Lord, I have heard of your fame;
I stand in awe of your deeds, Lord.
Repeat them in our day,
in our time make them known;
in wrath remember mercy. (Habakkuk 3:2)
Do you echo this prayer? Maybe we don’t say these exact words, but
I know I relate to the sentiment. Way back when, God created the universe. Later,
he rescued the Jews from Egypt. In times past, He has made oil last much longer
than it should have, brought people back to life, rescued people and nations,
judged people and nations, healed the sick, caused the blind to see, the lame
to walk, etc. We shake our heads at those who say, “Where was God when…?” but I
know a part of me is disappointed when God doesn’t “show up.”
Jesus spoke of the evil generation that sought signs from Him, and
that’s what we usually say to others when they ask where God was.
James says we don’t have because we don’t ask or are selfish. We
know we must be careful because sign-seeking can come from an attitude of power-seeking.
We want power over God and others – demanding that He do as we ask to
win our approval. It can also stem from a desire to control others.
When Habakkuk prayed this, was he being selfish or evil? I don’t
get the impression that he was. It’s possible to want God to make His deeds
known without sinning, but how do we know that’s what we’re doing? One piece of
that puzzle is whether we’re seeking the sign so that God is glorified, or we’re
seeking it so we’re glorified. Are we seeking God, a show that will entertain us,
or revenge? Again, James says we don’t have because we don’t ask but I don’t
tend to ask because I’m convinced God will say, “No” because the thing I’m not
requesting is something that glorifies me. I wouldn’t know what to do if God sent a sign responding to my request.

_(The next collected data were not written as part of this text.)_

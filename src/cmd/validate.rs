use trimdump::config::DumpConfig;

pub async fn run(config: DumpConfig) -> anyhow::Result<()> {
    let databases = super::configure(&config).await?;

    for db in &databases {
        let edges: usize = db.tables().map(|t| db.graph.parents(t.id).len()).sum();
        eprintln!(
            "{}: {} table(s), {} dependency edge(s)",
            db.name,
            db.len(),
            edges
        );
    }
    eprintln!("Configuration is valid");

    Ok(())
}
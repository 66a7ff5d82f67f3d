//! Lua sources, one per multi-step store operation. Redis runs each script without
//! interleaving other commands, which is what makes every operation atomic across processes.

use redis::Script;

pub(crate) const TOKEN_BUCKET: &str = r#"
local capacity = tonumber(ARGV[1])
local cost = tonumber(ARGV[2])
local now = tonumber(ARGV[3])
local ttl = tonumber(ARGV[4])
local state = redis.call('HMGET', KEYS[1], 'tokens', 'last')
local tokens = tonumber(state[1])
local last = tonumber(state[2])
if tokens == nil or last == nil then
  tokens = capacity
  last = now
end
local elapsed = math.max(0, now - last) / 1000
tokens = math.min(capacity, math.max(0, tokens + elapsed / 60 * capacity))
local allowed = 0
if tokens >= cost then
  tokens = tokens - cost
  allowed = 1
end
redis.call('HSET', KEYS[1], 'tokens', string.format('%.17g', tokens), 'last', string.format('%d', math.max(last, now)))
redis.call('PEXPIRE', KEYS[1], ttl)
return {allowed, string.format('%.17g', tokens)}
"#;

pub(crate) const PEEK_TOKEN_BUCKET: &str = r#"
local capacity = tonumber(ARGV[1])
local now = tonumber(ARGV[2])
local state = redis.call('HMGET', KEYS[1], 'tokens', 'last')
local tokens = tonumber(state[1])
local last = tonumber(state[2])
if tokens == nil or last == nil then
  return string.format('%.17g', capacity)
end
local elapsed = math.max(0, now - last) / 1000
tokens = math.min(capacity, math.max(0, tokens + elapsed / 60 * capacity))
return string.format('%.17g', tokens)
"#;

pub(crate) const SLIDING_WINDOW: &str = r#"
local limit = tonumber(ARGV[1])
local burst = tonumber(ARGV[2])
local window = tonumber(ARGV[3])
local burst_window = tonumber(ARGV[4])
local now = tonumber(ARGV[5])
redis.call('ZREMRANGEBYSCORE', KEYS[1], '-inf', string.format('%d', now - window))
local count = redis.call('ZCARD', KEYS[1])
local burst_count = redis.call('ZCOUNT', KEYS[1], string.format('(%d', now - burst_window), '+inf')
local allowed = 0
if count < limit and burst_count < burst then
  redis.call('ZADD', KEYS[1], string.format('%d', now), ARGV[6])
  count = count + 1
  burst_count = burst_count + 1
  allowed = 1
end
redis.call('PEXPIRE', KEYS[1], window)
local oldest = redis.call('ZRANGE', KEYS[1], 0, 0, 'WITHSCORES')
return {allowed, count, burst_count, oldest[2] or ''}
"#;

pub(crate) const INCR: &str = r#"
local value = redis.call('INCR', KEYS[1])
if value == 1 then
  redis.call('PEXPIRE', KEYS[1], ARGV[1])
end
return value
"#;

pub(crate) const COUNT_EVENTS: &str = r#"
local now = tonumber(ARGV[1])
local window = tonumber(ARGV[2])
local record = ARGV[3] == '1'
if not record and redis.call('EXISTS', KEYS[1]) == 0 then
  return 0
end
redis.call('ZREMRANGEBYSCORE', KEYS[1], '-inf', string.format('%d', now - window))
if record then
  redis.call('ZADD', KEYS[1], string.format('%d', now), ARGV[4])
  redis.call('PEXPIRE', KEYS[1], window)
end
return redis.call('ZCARD', KEYS[1])
"#;

pub(crate) const PUSH_RECENT: &str = r#"
redis.call('RPUSH', KEYS[1], ARGV[1])
redis.call('LTRIM', KEYS[1], -tonumber(ARGV[2]), -1)
redis.call('PEXPIRE', KEYS[1], ARGV[3])
return redis.call('LRANGE', KEYS[1], 0, -1)
"#;

pub(crate) const STAT_ADD: &str = r#"
local value = tonumber(ARGV[1])
redis.call('HINCRBY', KEYS[1], 'count', 1)
redis.call('HINCRBYFLOAT', KEYS[1], 'sum', ARGV[1])
redis.call('HINCRBYFLOAT', KEYS[1], 'sum_of_squares', string.format('%.17g', value * value))
redis.call('PEXPIRE', KEYS[1], ARGV[2])
return 1
"#;

// Queue layout, all sharing one hash tag:
//   KEYS[1] pending   zset  member -> score
//   KEYS[2] due       hash  member -> not_before_ms
//   KEYS[3] inflight  hash  member -> "score|not_before_ms"
//   KEYS[4] leases    zset  member -> lease_until_ms
// Scripts that touch the queue registry take it as KEYS[5].

// ARGV[6] is the occupancy limit, negative for none. Replies {1, position} or {0, occupancy}.
pub(crate) const QUEUE_PUSH: &str = r#"
local limit = tonumber(ARGV[6])
if limit >= 0 then
  local occupancy = redis.call('ZCARD', KEYS[1]) + redis.call('HLEN', KEYS[3])
  if occupancy >= limit then
    return {0, occupancy}
  end
end
redis.call('ZADD', KEYS[1], ARGV[2], ARGV[1])
redis.call('HSET', KEYS[2], ARGV[1], ARGV[3])
for i = 1, 4 do
  redis.call('PEXPIRE', KEYS[i], ARGV[4])
end
redis.call('SADD', KEYS[5], ARGV[5])
return {1, redis.call('ZRANK', KEYS[1], ARGV[1]) + 1}
"#;

pub(crate) const QUEUE_PRUNE: &str = r#"
if redis.call('ZCARD', KEYS[1]) + redis.call('HLEN', KEYS[3]) > 0 then
  return 1
end
redis.call('SREM', KEYS[5], ARGV[1])
return 0
"#;

pub(crate) const QUEUE_LEN: &str = r#"
return redis.call('ZCARD', KEYS[1]) + redis.call('HLEN', KEYS[3])
"#;

pub(crate) const QUEUE_CLAIM: &str = r#"
local max = tonumber(ARGV[1])
local now = tonumber(ARGV[2])
local lease = tonumber(ARGV[3])
local pending = redis.call('ZRANGE', KEYS[1], 0, -1, 'WITHSCORES')
local claimed = {}
local taken = 0
for i = 1, #pending, 2 do
  if taken >= max then
    break
  end
  local member = pending[i]
  local score = pending[i + 1]
  local not_before = redis.call('HGET', KEYS[2], member) or '0'
  if tonumber(not_before) <= now then
    redis.call('ZREM', KEYS[1], member)
    redis.call('HDEL', KEYS[2], member)
    redis.call('HSET', KEYS[3], member, score .. '|' .. not_before)
    redis.call('ZADD', KEYS[4], string.format('%d', now + lease), member)
    claimed[#claimed + 1] = member
    claimed[#claimed + 1] = score
    taken = taken + 1
  end
end
return claimed
"#;

pub(crate) const QUEUE_ACK: &str = r#"
redis.call('ZREM', KEYS[4], ARGV[1])
return redis.call('HDEL', KEYS[3], ARGV[1])
"#;

pub(crate) const QUEUE_REMOVE: &str = r#"
redis.call('HDEL', KEYS[2], ARGV[1])
return redis.call('ZREM', KEYS[1], ARGV[1])
"#;

pub(crate) const QUEUE_RECOVER: &str = r#"
local stale = redis.call('ZRANGEBYSCORE', KEYS[4], '-inf', string.format('(%d', tonumber(ARGV[1])))
for _, member in ipairs(stale) do
  local held = redis.call('HGET', KEYS[3], member)
  redis.call('HDEL', KEYS[3], member)
  redis.call('ZREM', KEYS[4], member)
  if held then
    local sep = string.find(held, '|', 1, true)
    redis.call('ZADD', KEYS[1], string.sub(held, 1, sep - 1), member)
    redis.call('HSET', KEYS[2], member, string.sub(held, sep + 1))
  end
end
return #stale
"#;

/// Compiled scripts; each is sent by SHA and loaded on first miss.
pub(crate) struct Scripts {
    pub token_bucket: Script,
    pub peek_token_bucket: Script,
    pub sliding_window: Script,
    pub incr: Script,
    pub count_events: Script,
    pub push_recent: Script,
    pub stat_add: Script,
    pub queue_push: Script,
    pub queue_prune: Script,
    pub queue_len: Script,
    pub queue_claim: Script,
    pub queue_ack: Script,
    pub queue_remove: Script,
    pub queue_recover: Script,
}

impl Scripts {
    pub(crate) fn new() -> Self {
        Self {
            token_bucket: Script::new(TOKEN_BUCKET),
            peek_token_bucket: Script::new(PEEK_TOKEN_BUCKET),
            sliding_window: Script::new(SLIDING_WINDOW),
            incr: Script::new(INCR),
            count_events: Script::new(COUNT_EVENTS),
            push_recent: Script::new(PUSH_RECENT),
            stat_add: Script::new(STAT_ADD),
            queue_push: Script::new(QUEUE_PUSH),
            queue_prune: Script::new(QUEUE_PRUNE),
            queue_len: Script::new(QUEUE_LEN),
            queue_claim: Script::new(QUEUE_CLAIM),
            queue_ack: Script::new(QUEUE_ACK),
            queue_remove: Script::new(QUEUE_REMOVE),
            queue_recover: Script::new(QUEUE_RECOVER),
        }
    }
}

The problem is that I am deciding for God. I’m refusing to ask so He
doesn’t have to disappoint me. I’m refusing to ask so He doesn’t find fault
with me. It’s safe to ask for wisdom, direction, and attitude, and His answer
to those requests doesn’t involve His embarrassing Himself or me. Oh, me of
little faith – once again trying to protect God. Lord, repeat them in our day!